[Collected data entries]
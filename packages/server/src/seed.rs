//! Loading seed data into an empty or partially filled store.

use std::path::Path;

use common::storage::{EntityStore, Item, PutCondition, StoreError};
use thiserror::Error;
use tracing::{info, warn};

use crate::codec::{AnyEntity, DecodeError, Entity};
use crate::entity::Blog;
use crate::keys;

#[derive(Debug, Error)]
pub enum SeedError {
    #[error("failed to read seed file: {0}")]
    Io(#[from] std::io::Error),
    #[error("seed file is not a JSON item array: {0}")]
    Parse(#[from] serde_json::Error),
    /// Entry `index` of the seed array is not a valid entity.
    #[error("seed item {index} is invalid: {source}")]
    Invalid { index: usize, source: DecodeError },
    #[error(transparent)]
    Store(#[from] StoreError),
}

/// Outcome of a seed run.
#[derive(Debug, Default, Clone, PartialEq, Eq)]
pub struct SeedSummary {
    pub inserted: usize,
    /// Already present under the same key.
    pub existing: usize,
    /// Referenced a user or blog that is not in the store.
    pub orphaned: usize,
}

/// Read a JSON item array from `path` and insert it with [`seed_items`].
pub async fn seed_from_file(
    store: &dyn EntityStore,
    path: &Path,
) -> Result<SeedSummary, SeedError> {
    let bytes = tokio::fs::read(path).await?;
    let items: Vec<Item> = serde_json::from_slice(&bytes)?;
    let summary = seed_items(store, items).await?;
    info!(
        path = %path.display(),
        inserted = summary.inserted,
        existing = summary.existing,
        orphaned = summary.orphaned,
        "Seed data loaded"
    );
    Ok(summary)
}

/// Insert entities that are not already stored.
///
/// Every item is decoded before anything is written, so a malformed entry
/// aborts the run without side effects. Items are re-encoded, so index
/// attributes are rebuilt and need not be present in the input. Users go in
/// first, then blogs, then comments; entities whose parent is missing are
/// skipped.
pub async fn seed_items(
    store: &dyn EntityStore,
    items: Vec<Item>,
) -> Result<SeedSummary, SeedError> {
    let mut entities = items
        .iter()
        .enumerate()
        .map(|(index, item)| {
            AnyEntity::decode(item).map_err(|source| SeedError::Invalid { index, source })
        })
        .collect::<Result<Vec<_>, _>>()?;
    entities.sort_by_key(|entity| match entity {
        AnyEntity::User(_) => 0,
        AnyEntity::Blog(_) => 1,
        AnyEntity::Comment(_) => 2,
    });

    let mut summary = SeedSummary::default();
    for entity in entities {
        if !parents_exist(store, &entity).await? {
            warn!(entity = %entity.entity_ref(), "Skipping seed item with missing parent");
            summary.orphaned += 1;
            continue;
        }
        match store.put(entity.encode(), PutCondition::NotExists).await {
            Ok(()) => summary.inserted += 1,
            Err(StoreError::ConditionFailed(_)) => summary.existing += 1,
            Err(e) => return Err(e.into()),
        }
    }
    Ok(summary)
}

async fn parents_exist(store: &dyn EntityStore, entity: &AnyEntity) -> Result<bool, StoreError> {
    match entity {
        AnyEntity::User(_) => Ok(true),
        AnyEntity::Blog(Blog { user_id, .. }) => store.exists(&keys::user_key(*user_id)).await,
        AnyEntity::Comment(comment) => {
            let user = store.exists(&keys::user_key(comment.user_id)).await?;
            Ok(user && store.exists(&keys::blog_key(comment.blog_id)).await?)
        }
    }
}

▶ Work to be completed
Word for word, output the lines of the data from its first line through the line where "the same key." appears, and stop there.

▶ Solution to this problem
filename packages/server/src/seed.rs
//! Loading seed data into an empty or partially filled store.

use std::path::Path;

use common::storage::{EntityStore, Item, PutCondition, StoreError};
use thiserror::Error;
use tracing::{info, warn};

use crate::codec::{AnyEntity, DecodeError, Entity};
use crate::entity::Blog;
use crate::keys;

#[derive(Debug, Error)]
pub enum SeedError {
    #[error("failed to read seed file: {0}")]
    Io(#[from] std::io::Error),
    #[error("seed file is not a JSON item array: {0}")]
    Parse(#[from] serde_json::Error),
    /// Entry `index` of the seed array is not a valid entity.
    #[error("seed item {index} is invalid: {source}")]
    Invalid { index: usize, source: DecodeError },
    #[error(transparent)]
    Store(#[from] StoreError),
}

/// Outcome of a seed run.
#[derive(Debug, Default, Clone, PartialEq, Eq)]
pub struct SeedSummary {
    pub inserted: usize,
    /// Already present under the same key.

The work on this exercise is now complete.